Selfishness, as defined by Rand, is a play on words in order to hook people’s attention. It is a classic marketing trick. It assists her in marketing her ideas specifically because the word ‘selfish’ has negative connotations.
While she uses the word ‘selfishness’ the general idea is used by other writes as any one of: individualism, responsibility, enlightened self interest, or pragmatic self interest.
The purpose of the idea of self interest is epistemic: you can’t KNOW enough to work for other people’s interest in a division of knowledge and labor. In a division of knowledge and labor, you can’t KNOW very much. We’re necessarily ignorant. Our view of the world is very limited. It’s simply a proscription for ‘think globally, act locally’. So, self interest, or selfishness is simply a play on words for the purpose of making us look at individual responsibility inversely – as taking care of others by taking care of ourselves, rather than as the duty that we have to one another to take care of ourselves.
Rand was trying very hard to market individualism and freedom during a period of socialist expansion, when there was rampant false attribution of success to the soviet model by western sycophantic pseudo intellectuals – the soviet model that had destroyed her family.
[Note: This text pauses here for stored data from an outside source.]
//! JSON extractor with automatic validation using the validator crate.

use crate::errors::{ErrorCode, ErrorResponse};
use axum::{
    extract::{FromRequest, Json, Request},
    http::StatusCode,
    response::{IntoResponse, Response},
};
use serde::de::DeserializeOwned;
use validator::Validate;

/// JSON extractor with automatic validation.
///
/// Validates the request body using the `validator` crate's `Validate` trait.
/// Returns structured validation errors if validation fails.
///
/// # Example
/// ```ignore
/// use axum::Router;
/// use axum::routing::post;
/// use axum_helpers::extractors::ValidatedJson;
/// use serde::Deserialize;
/// use validator::Validate;
///
/// #[derive(Deserialize, Validate)]
/// struct CreateUser {
///     #[validate(length(min = 1, max = 255))]
///     name: String,
///     #[validate(email)]
///     email: String,
/// }
///
/// async fn create_user(ValidatedJson(payload): ValidatedJson<CreateUser>) -> String {
///     format!("Creating user: {}", payload.name)
/// }
///
/// let app = Router::new().route("/users", post(create_user));
/// ```
pub struct ValidatedJson<T>(pub T);

impl<T, S> FromRequest<S> for ValidatedJson<T>
where
    T: DeserializeOwned + Validate,
    S: Send + Sync,
{
    type Rejection = Response;

    async fn from_request(req: Request, state: &S) -> Result<Self, Self::Rejection> {
        let Json(data) = Json::<T>::from_request(req, state)
            .await
            .map_err(|e| e.into_response())?;

        data.validate().map_err(|e| {
            // Convert validator errors to structured JSON
            let details = e
                .field_errors()
                .iter()
                .map(|(field, errors)| {
                    let error_messages: Vec<serde_json::Value> = errors
                        .iter()
                        .map(|err| {
                            serde_json::json!({
                                "code": err.code,
                                "message": err.message,
                                "params": err.params,
                            })
                        })
                        .collect();
                    (field.to_string(), serde_json::json!(error_messages))
                })
                .collect::<serde_json::Map<_, _>>();

            let error_response = ErrorResponse {
                code: ErrorCode::ValidationError.code(),
                error: ErrorCode::ValidationError.as_str().to_string(),
                message: "Request validation failed".to_string(),
                details: Some(serde_json::Value::Object(details)),
            };

            (StatusCode::BAD_REQUEST, axum::Json(error_response)).into_response()
        })?;

        Ok(ValidatedJson(data))
    }
}
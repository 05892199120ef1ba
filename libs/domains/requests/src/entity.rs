use sea_orm::entity::prelude::*;
use sea_orm::ActiveValue::Set;
use serde::{Deserialize, Serialize};

use crate::models::{CreateItemRequest, ItemRequest};

/// Sea-ORM Entity for the item_requests table
#[derive(Clone, Debug, PartialEq, DeriveEntityModel, Serialize, Deserialize)]
#[sea_orm(table_name = "item_requests")]
pub struct Model {
    #[sea_orm(primary_key, auto_increment = false)]
    pub id: Uuid,
    pub description: String,
    pub requestor_id: Uuid,
    pub created_at: DateTimeWithTimeZone,
}

#[derive(Copy, Clone, Debug, EnumIter, DeriveRelation)]
pub enum Relation {}

impl ActiveModelBehavior for ActiveModel {}

impl From<Model> for ItemRequest {
    fn from(model: Model) -> Self {
        Self {
            id: model.id,
            requestor_id: model.requestor_id,
            description: model.description,
            created_at: model.created_at.into(),
        }
    }
}

impl ActiveModel {
    pub fn from_create(requestor_id: Uuid, input: CreateItemRequest) -> Self {
        Self {
            id: Set(Uuid::now_v7()),
            description: Set(input.description),
            requestor_id: Set(requestor_id),
            created_at: Set(chrono::Utc::now().into()),
        }
    }
}
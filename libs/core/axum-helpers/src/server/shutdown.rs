use std::sync::atomic::{AtomicBool, Ordering};
use std::sync::Arc;
use tokio::signal;
use tokio::sync::broadcast;
use tracing::info;

/// Shutdown coordinator that manages graceful application shutdown.
///
/// This handles:
/// - Signal reception (SIGTERM, SIGINT)
/// - Broadcasting shutdown to all subsystems
/// - Timeout enforcement
/// - Shutdown state tracking
#[derive(Clone)]
pub struct ShutdownCoordinator {
    /// Broadcast channel to notify all tasks of shutdown
    tx: broadcast::Sender<()>,
    /// Flag indicating if shutdown has been initiated
    shutdown_initiated: Arc<AtomicBool>,
}

impl ShutdownCoordinator {
    /// Create a new shutdown coordinator.
    ///
    /// Returns the coordinator and a receiver for shutdown signals.
    pub fn new() -> (Self, broadcast::Receiver<()>) {
        let (tx, rx) = broadcast::channel(1);
        let coordinator = Self {
            tx,
            shutdown_initiated: Arc::new(AtomicBool::new(false)),
        };
        (coordinator, rx)
    }

    /// Subscribe to shutdown notifications.
    ///
    /// Returns a receiver that will be notified when shutdown begins.
    pub fn subscribe(&self) -> broadcast::Receiver<()> {
        self.tx.subscribe()
    }

    /// Check if shutdown has been initiated.
    pub fn is_shutting_down(&self) -> bool {
        self.shutdown_initiated.load(Ordering::Relaxed)
    }

    /// Initiate shutdown and notify all subscribers.
    pub fn shutdown(&self) {
        if self
            .shutdown_initiated
            .compare_exchange(false, true, Ordering::SeqCst, Ordering::SeqCst)
            .is_ok()
        {
            info!("Initiating graceful shutdown");
            let _ = self.tx.send(());
        }
    }

    /// Wait for shutdown signal (SIGTERM or SIGINT) and return.
    ///
    /// This is the main entry point for shutdown coordination.
    pub async fn wait_for_signal(&self) {
        let ctrl_c = async {
            signal::ctrl_c()
                .await
                .expect("failed to install Ctrl+C handler");
        };

        #[cfg(unix)]
        let terminate = async {
            signal::unix::signal(signal::unix::SignalKind::terminate())
                .expect("failed to install SIGTERM handler")
                .recv()
                .await;
        };

        #[cfg(not(unix))]
        let terminate = std::future::pending::<()>();

        tokio::select! {
            _ = ctrl_c => {
                info!("Received SIGINT (Ctrl+C), initiating graceful shutdown");
            },
            _ = terminate => {
                info!("Received SIGTERM, initiating graceful shutdown");
            },
        }

        self.shutdown();
    }
}

impl Default for ShutdownCoordinator {
    fn default() -> Self {
        Self::new().0
    }
}

/// Simple shutdown signal for basic use cases.
///
/// **WARNING**: This does NOT handle connection cleanup or timeouts.
/// For production use, prefer `ShutdownCoordinator` with proper cleanup.
///
/// This function can be used with `axum::serve().with_graceful_shutdown()`.
pub async fn shutdown_signal() {
    let ctrl_c = async {
        signal::ctrl_c()
            .await
            .expect("failed to install Ctrl+C handler");
    };

    #[cfg(unix)]
    let terminate = async {
        signal::unix::signal(signal::unix::SignalKind::terminate())
            .expect("failed to install signal handler")
            .recv()
            .await;
    };

    #[cfg(not(unix))]
    let terminate = std::future::pending::<()>();

    tokio::select! {
        _ = ctrl_c => {
            info!("Received Ctrl+C signal, shutting down gracefully");
        },
        _ = terminate => {
            info!("Received SIGTERM signal, shutting down gracefully");
        },
    }
}

/// Helper to create a coordinated shutdown future for axum.
///
/// Returns a future that completes when shutdown is signaled,
/// allowing time for in-flight requests to complete.
///
/// This is used internally by `create_production_app`.
pub(crate) async fn coordinated_shutdown(coordinator: ShutdownCoordinator) {
    coordinator.wait_for_signal().await;
}
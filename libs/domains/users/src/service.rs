use std::sync::Arc;
use uuid::Uuid;
use validator::Validate;

use crate::error::{UserError, UserResult};
use crate::models::{CreateUser, UpdateUser, User};
use crate::repository::UserRepository;

/// Service layer handling user business logic
#[derive(Clone)]
pub struct UserService<R: UserRepository> {
    repository: Arc<R>,
}

impl<R: UserRepository> UserService<R> {
    pub fn new(repository: Arc<R>) -> Self {
        Self { repository }
    }

    pub async fn create_user(&self, input: CreateUser) -> UserResult<User> {
        input
            .validate()
            .map_err(|e| UserError::Validation(e.to_string()))?;

        if self.repository.exists_by_email(&input.email, None).await? {
            return Err(UserError::DuplicateEmail(input.email));
        }

        self.repository.create(input).await
    }

    pub async fn get_user(&self, id: Uuid) -> UserResult<User> {
        self.repository
            .get_by_id(id)
            .await?
            .ok_or(UserError::NotFound(id))
    }

    pub async fn list_users(&self) -> UserResult<Vec<User>> {
        self.repository.list().await
    }

    pub async fn update_user(&self, id: Uuid, input: UpdateUser) -> UserResult<User> {
        input
            .validate()
            .map_err(|e| UserError::Validation(e.to_string()))?;

        if let Some(ref email) = input.email {
            if self.repository.exists_by_email(email, Some(id)).await? {
                return Err(UserError::DuplicateEmail(email.clone()));
            }
        }

        self.repository.update(id, input).await
    }

    pub async fn delete_user(&self, id: Uuid) -> UserResult<()> {
        if !self.repository.delete(id).await? {
            return Err(UserError::NotFound(id));
        }
        Ok(())
    }

    /// Check whether a user exists without loading the full record
    pub async fn user_exists(&self, id: Uuid) -> UserResult<bool> {
        Ok(self.repository.get_by_id(id).await?.is_some())
    }
}

#[cfg(test)]
mod tests {
    use super::*;
    use crate::repository::MockUserRepository;

    #[tokio::test]
    async fn test_create_user_success() {
        let mut mock = MockUserRepository::new();
        mock.expect_exists_by_email().returning(|_, _| Ok(false));
        mock.expect_create().returning(|input| Ok(User::new(input)));

        let service = UserService::new(Arc::new(mock));
        let user = service
            .create_user(CreateUser {
                name: "Alice".to_string(),
                email: "alice@example.com".to_string(),
            })
            .await
            .unwrap();
        assert_eq!(user.name, "Alice");
    }

    #[tokio::test]
    async fn test_create_user_duplicate_email() {
        let mut mock = MockUserRepository::new();
        mock.expect_exists_by_email().returning(|_, _| Ok(true));

        let service = UserService::new(Arc::new(mock));
        let result = service
            .create_user(CreateUser {
                name: "Bob".to_string(),
                email: "alice@example.com".to_string(),
            })
            .await;
        assert!(matches!(result, Err(UserError::DuplicateEmail(_))));
    }

    #[tokio::test]
    async fn test_create_user_invalid_email() {
        let mock = MockUserRepository::new();

        let service = UserService::new(Arc::new(mock));
        let result = service
            .create_user(CreateUser {
                name: "Bob".to_string(),
                email: "not-an-email".to_string(),
            })
            .await;
        assert!(matches!(result, Err(UserError::Validation(_))));
    }

    #[tokio::test]
    async fn test_get_user_not_found() {
        let mut mock = MockUserRepository::new();
        mock.expect_get_by_id().returning(|_| Ok(None));

        let service = UserService::new(Arc::new(mock));
        let result = service.get_user(Uuid::now_v7()).await;
        assert!(matches!(result, Err(UserError::NotFound(_))));
    }

    #[tokio::test]
    async fn test_update_user_email_conflict() {
        let mut mock = MockUserRepository::new();
        mock.expect_exists_by_email().returning(|_, _| Ok(true));

        let service = UserService::new(Arc::new(mock));
        let result = service
            .update_user(
                Uuid::now_v7(),
                UpdateUser {
                    name: None,
                    email: Some("taken@example.com".to_string()),
                },
            )
            .await;
        assert!(matches!(result, Err(UserError::DuplicateEmail(_))));
    }

    #[tokio::test]
    async fn test_delete_user_not_found() {
        let mut mock = MockUserRepository::new();
        mock.expect_delete().returning(|_| Ok(false));

        let service = UserService::new(Arc::new(mock));
        let result = service.delete_user(Uuid::now_v7()).await;
        assert!(matches!(result, Err(UserError::NotFound(_))));
    }

    #[tokio::test]
    async fn test_delete_user_success() {
        let mut mock = MockUserRepository::new();
        mock.expect_delete().returning(|_| Ok(true));

        let service = UserService::new(Arc::new(mock));
        assert!(service.delete_user(Uuid::now_v7()).await.is_ok());
    }
}
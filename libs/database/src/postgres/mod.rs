//! PostgreSQL database connector and utilities
//!
//! Provides connection management, migration running, and PostgreSQL-specific helpers.

mod config;
mod connector;
mod health;

pub use config::PostgresConfig;
pub use connector::{
    connect, connect_from_config, connect_from_config_with_retry, connect_with_options,
    connect_with_retry, run_migrations,
};
pub use health::{check_health, check_health_detailed, check_health_with_query, HealthStatus};

// Re-export SeaORM types for convenience
pub use sea_orm::{ConnectOptions, DatabaseConnection, DbErr};
pub use sea_orm_migration::MigratorTrait;
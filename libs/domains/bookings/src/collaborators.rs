use async_trait::async_trait;
use uuid::Uuid;

use crate::error::BookingResult;

/// What the bookings domain needs to know about an item
#[derive(Debug, Clone, Copy, PartialEq)]
pub struct ItemSnapshot {
    pub id: Uuid,
    pub owner_id: Uuid,
    pub available: bool,
}

/// Lookup into the users domain, implemented by the composing application
#[cfg_attr(test, mockall::automock)]
#[async_trait]
pub trait UserDirectory: Send + Sync {
    async fn user_exists(&self, id: Uuid) -> BookingResult<bool>;
}

/// Lookup into the items domain
#[cfg_attr(test, mockall::automock)]
#[async_trait]
pub trait ItemDirectory: Send + Sync {
    async fn get_item(&self, id: Uuid) -> BookingResult<Option<ItemSnapshot>>;

    /// Whether the user owns at least one item
    async fn user_owns_items(&self, user_id: Uuid) -> BookingResult<bool>;
}
use sea_orm_migration::{prelude::*, schema::*};

#[derive(DeriveMigrationName)]
pub struct Migration;

#[async_trait::async_trait]
impl MigrationTrait for Migration {
    async fn up(&self, manager: &SchemaManager) -> Result<(), DbErr> {
        manager
            .create_table(
                Table::create()
                    .table(Items::Table)
                    .if_not_exists()
                    .col(pk_uuid(Items::Id))
                    .col(string(Items::Name))
                    .col(string(Items::Description))
                    .col(boolean(Items::Available))
                    .col(uuid(Items::OwnerId))
                    .col(uuid_null(Items::RequestId))
                    .col(
                        timestamp_with_time_zone(Items::CreatedAt)
                            .default(Expr::current_timestamp()),
                    )
                    .col(
                        timestamp_with_time_zone(Items::UpdatedAt)
                            .default(Expr::current_timestamp()),
                    )
                    .foreign_key(
                        ForeignKey::create()
                            .name("fk_items_owner")
                            .from(Items::Table, Items::OwnerId)
                            .to(Users::Table, Users::Id)
                            .on_delete(ForeignKeyAction::Cascade),
                    )
                    .foreign_key(
                        ForeignKey::create()
                            .name("fk_items_request")
                            .from(Items::Table, Items::RequestId)
                            .to(ItemRequests::Table, ItemRequests::Id)
                            .on_delete(ForeignKeyAction::SetNull),
                    )
                    .to_owned(),
            )
            .await?;

        manager
            .create_index(
                Index::create()
                    .name("idx_items_owner_id")
                    .table(Items::Table)
                    .col(Items::OwnerId)
                    .to_owned(),
            )
            .await?;

        manager
            .create_index(
                Index::create()
                    .name("idx_items_request_id")
                    .table(Items::Table)
                    .col(Items::RequestId)
                    .to_owned(),
            )
            .await?;

        // Add updated_at trigger
        manager
            .get_connection()
            .execute_unprepared(
                r#"
                CREATE TRIGGER items_touch_updated_at
                    BEFORE UPDATE ON items
                    FOR EACH ROW
                    EXECUTE FUNCTION util.touch_updated_at()
                "#,
            )
            .await?;

        Ok(())
    }

    async fn down(&self, manager: &SchemaManager) -> Result<(), DbErr> {
        manager
            .get_connection()
            .execute_unprepared("DROP TRIGGER IF EXISTS items_touch_updated_at ON items")
            .await?;

        manager
            .drop_table(Table::drop().table(Items::Table).to_owned())
            .await?;

        Ok(())
    }
}

#[derive(DeriveIden)]
enum Items {
    Table,
    Id,
    Name,
    Description,
    Available,
    OwnerId,
    RequestId,
    CreatedAt,
    UpdatedAt,
}

#[derive(DeriveIden)]
enum Users {
    Table,
    Id,
}

#[derive(DeriveIden)]
enum ItemRequests {
    Table,
    Id,
}
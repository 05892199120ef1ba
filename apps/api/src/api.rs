//! Router assembly and readiness checks

use axum::{
    Router,
    extract::State,
    response::{IntoResponse, Response},
    routing::get,
};
use axum_helpers::server::{HealthCheckFuture, run_health_checks};
use std::sync::Arc;

use crate::adapters::{BookingHistory, ItemLookup, UserLookup};
use crate::state::AppState;
use domain_bookings::{BookingService, PgBookingRepository};
use domain_items::{ItemService, PgItemRepository};
use domain_requests::{PgRequestRepository, RequestService};
use domain_users::{PgUserRepository, UserService};

/// Build the domain routers on top of a single connection pool.
///
/// Every domain gets its own Postgres repository; the cross-domain
/// adapters reuse the same repositories behind the collaborator traits.
pub fn routes(state: &AppState) -> Router {
    let users_repo = Arc::new(PgUserRepository::new(state.db.clone()));
    let items_repo = Arc::new(PgItemRepository::new(state.db.clone()));
    let bookings_repo = Arc::new(PgBookingRepository::new(state.db.clone()));
    let requests_repo = Arc::new(PgRequestRepository::new(state.db.clone()));

    let user_lookup = Arc::new(UserLookup::new(Arc::clone(&users_repo)));
    let item_lookup = Arc::new(ItemLookup::new(Arc::clone(&items_repo)));
    let booking_history = Arc::new(BookingHistory::new(Arc::clone(&bookings_repo)));

    let users = UserService::new(users_repo);
    let items = ItemService::new(
        items_repo,
        Arc::clone(&user_lookup),
        booking_history,
    );
    let bookings = BookingService::new(
        bookings_repo,
        Arc::clone(&user_lookup),
        Arc::clone(&item_lookup),
    );
    let requests = RequestService::new(requests_repo, user_lookup, item_lookup);

    Router::new()
        .nest("/users", domain_users::handlers::router(users))
        .nest("/items", domain_items::handlers::router(items))
        .nest("/bookings", domain_bookings::handlers::router(bookings))
        .nest("/requests", domain_requests::handlers::router(requests))
}

/// Readiness endpoint verifying the database connection is usable.
pub async fn ready_handler(State(state): State<AppState>) -> Response {
    let checks: Vec<(&str, HealthCheckFuture<'_>)> = vec![(
        "database",
        Box::pin(async {
            database::postgres::check_health(&state.db)
                .await
                .map_err(|e| format!("Database check failed: {}", e))
        }),
    )];

    match run_health_checks(checks).await {
        Ok((status, json)) => (status, json).into_response(),
        Err((status, json)) => (status, json).into_response(),
    }
}

/// Router exposing `/health/ready`, backed by the shared state.
pub fn ready_router(state: AppState) -> Router {
    Router::new()
        .route("/health/ready", get(ready_handler))
        .with_state(state)
}
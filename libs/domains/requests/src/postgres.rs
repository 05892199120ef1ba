use async_trait::async_trait;
use database::BaseRepository;
use sea_orm::entity::prelude::*;
use sea_orm::{DatabaseConnection, QueryOrder, QuerySelect};
use uuid::Uuid;

use crate::entity;
use crate::error::{RequestError, RequestResult};
use crate::models::{CreateItemRequest, ItemRequest};
use crate::repository::RequestRepository;

/// PostgreSQL implementation of RequestRepository backed by SeaORM
#[derive(Clone)]
pub struct PgRequestRepository {
    base: BaseRepository<entity::Entity>,
}

impl PgRequestRepository {
    pub fn new(db: DatabaseConnection) -> Self {
        Self {
            base: BaseRepository::new(db),
        }
    }
}

#[async_trait]
impl RequestRepository for PgRequestRepository {
    async fn create(
        &self,
        requestor_id: Uuid,
        input: CreateItemRequest,
    ) -> RequestResult<ItemRequest> {
        let active = entity::ActiveModel::from_create(requestor_id, input);
        let model = self
            .base
            .insert(active)
            .await
            .map_err(|e| RequestError::Internal(format!("Database error: {}", e)))?;

        tracing::info!(request_id = %model.id, "Created item request");
        Ok(model.into())
    }

    async fn get_by_id(&self, id: Uuid) -> RequestResult<Option<ItemRequest>> {
        let model = self
            .base
            .find_by_id(id)
            .await
            .map_err(|e| RequestError::Internal(format!("Database error: {}", e)))?;
        Ok(model.map(Into::into))
    }

    async fn list_for_requestor(&self, requestor_id: Uuid) -> RequestResult<Vec<ItemRequest>> {
        let models = entity::Entity::find()
            .filter(entity::Column::RequestorId.eq(requestor_id))
            .order_by_desc(entity::Column::CreatedAt)
            .all(self.base.db())
            .await
            .map_err(|e| RequestError::Internal(format!("Database error: {}", e)))?;
        Ok(models.into_iter().map(Into::into).collect())
    }

    async fn list_others(
        &self,
        requestor_id: Uuid,
        offset: u64,
        limit: u64,
    ) -> RequestResult<Vec<ItemRequest>> {
        let models = entity::Entity::find()
            .filter(entity::Column::RequestorId.ne(requestor_id))
            .order_by_desc(entity::Column::CreatedAt)
            .offset(offset)
            .limit(limit)
            .all(self.base.db())
            .await
            .map_err(|e| RequestError::Internal(format!("Database error: {}", e)))?;
        Ok(models.into_iter().map(Into::into).collect())
    }
}
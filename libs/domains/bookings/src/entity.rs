use sea_orm::ActiveValue::Set;
use sea_orm::entity::prelude::*;
use serde::{Deserialize, Serialize};

use crate::models::{Booking, BookingStatus, NewBooking};

/// Sea-ORM Entity for the bookings table
#[derive(Clone, Debug, PartialEq, DeriveEntityModel, Serialize, Deserialize)]
#[sea_orm(table_name = "bookings")]
pub struct Model {
    #[sea_orm(primary_key, auto_increment = false)]
    pub id: Uuid,
    pub item_id: Uuid,
    pub booker_id: Uuid,
    pub owner_id: Uuid,
    pub start_date: DateTimeWithTimeZone,
    pub end_date: DateTimeWithTimeZone,
    pub status: BookingStatus,
    pub created_at: DateTimeWithTimeZone,
    pub updated_at: DateTimeWithTimeZone,
}

#[derive(Copy, Clone, Debug, EnumIter, DeriveRelation)]
pub enum Relation {}

impl ActiveModelBehavior for ActiveModel {}

impl From<Model> for Booking {
    fn from(model: Model) -> Self {
        Self {
            id: model.id,
            item_id: model.item_id,
            booker_id: model.booker_id,
            owner_id: model.owner_id,
            start: model.start_date.into(),
            end: model.end_date.into(),
            status: model.status,
            created_at: model.created_at.into(),
            updated_at: model.updated_at.into(),
        }
    }
}

impl From<NewBooking> for ActiveModel {
    fn from(input: NewBooking) -> Self {
        let now = chrono::Utc::now();
        ActiveModel {
            id: Set(Uuid::now_v7()),
            item_id: Set(input.item_id),
            booker_id: Set(input.booker_id),
            owner_id: Set(input.owner_id),
            start_date: Set(input.start.into()),
            end_date: Set(input.end.into()),
            status: Set(BookingStatus::Waiting),
            created_at: Set(now.into()),
            updated_at: Set(now.into()),
        }
    }
}
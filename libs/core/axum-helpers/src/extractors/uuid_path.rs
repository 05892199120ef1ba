//! UUID path parameter extractor with automatic validation.

use crate::errors::AppError;
use axum::{
    extract::{FromRequestParts, Path},
    http::request::Parts,
    response::{IntoResponse, Response},
};
use uuid::Uuid;

/// Extractor for UUID path parameters.
///
/// Automatically parses and validates UUID from path parameters,
/// returning a proper error response if invalid.
///
/// # Example
/// ```ignore
/// use axum::Router;
/// use axum::routing::get;
/// use axum_helpers::extractors::UuidPath;
///
/// async fn get_booking(UuidPath(id): UuidPath) -> String {
///     format!("Booking ID: {}", id)
/// }
///
/// let app = Router::new().route("/bookings/{id}", get(get_booking));
/// ```
pub struct UuidPath(pub Uuid);

impl<S> FromRequestParts<S> for UuidPath
where
    S: Send + Sync,
{
    type Rejection = Response;

    async fn from_request_parts(parts: &mut Parts, state: &S) -> Result<Self, Self::Rejection> {
        let Path(id) = Path::<String>::from_request_parts(parts, state)
            .await
            .map_err(|e| e.into_response())?;

        match Uuid::parse_str(&id) {
            Ok(uuid) => Ok(UuidPath(uuid)),
            Err(_) => Err(AppError::BadRequest(format!("Invalid UUID: {}", id)).into_response()),
        }
    }
}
So she is making a play on words to hook your attention.
There is nothing in rand that is not, at least in implication, in Adam Smith or Frederic Bastiat.
Hayek tries to remind us that the source of freedom that we know as Classical Liberalism was a product of the English empirical pursuit of science, and the analysis of data that had accumulated by the 18th century, as the middle class grew in size. But that at the same time, the French were pursuing the concept of freedom as a REACTION to the english, by RATIONAL or verbal reasoning, rather than by data – the germanic protestant versus latin catholic approach to life shows up everywhere.
These rational arguments are moral arguments. Moral arguments are by definition specious. But they are easier to digest by the common person, and easier to manipulate by politicians.
In large part, the language of freedom was distributed by translation that were made from french literature using the french interpretation in rational terms of english empirical principles and reasoning. So the language we use today to discuss freedom has become the rational of the french, rather than the empirical of the english. This french rationalism is where marx obtained the foundation of socialism and communism.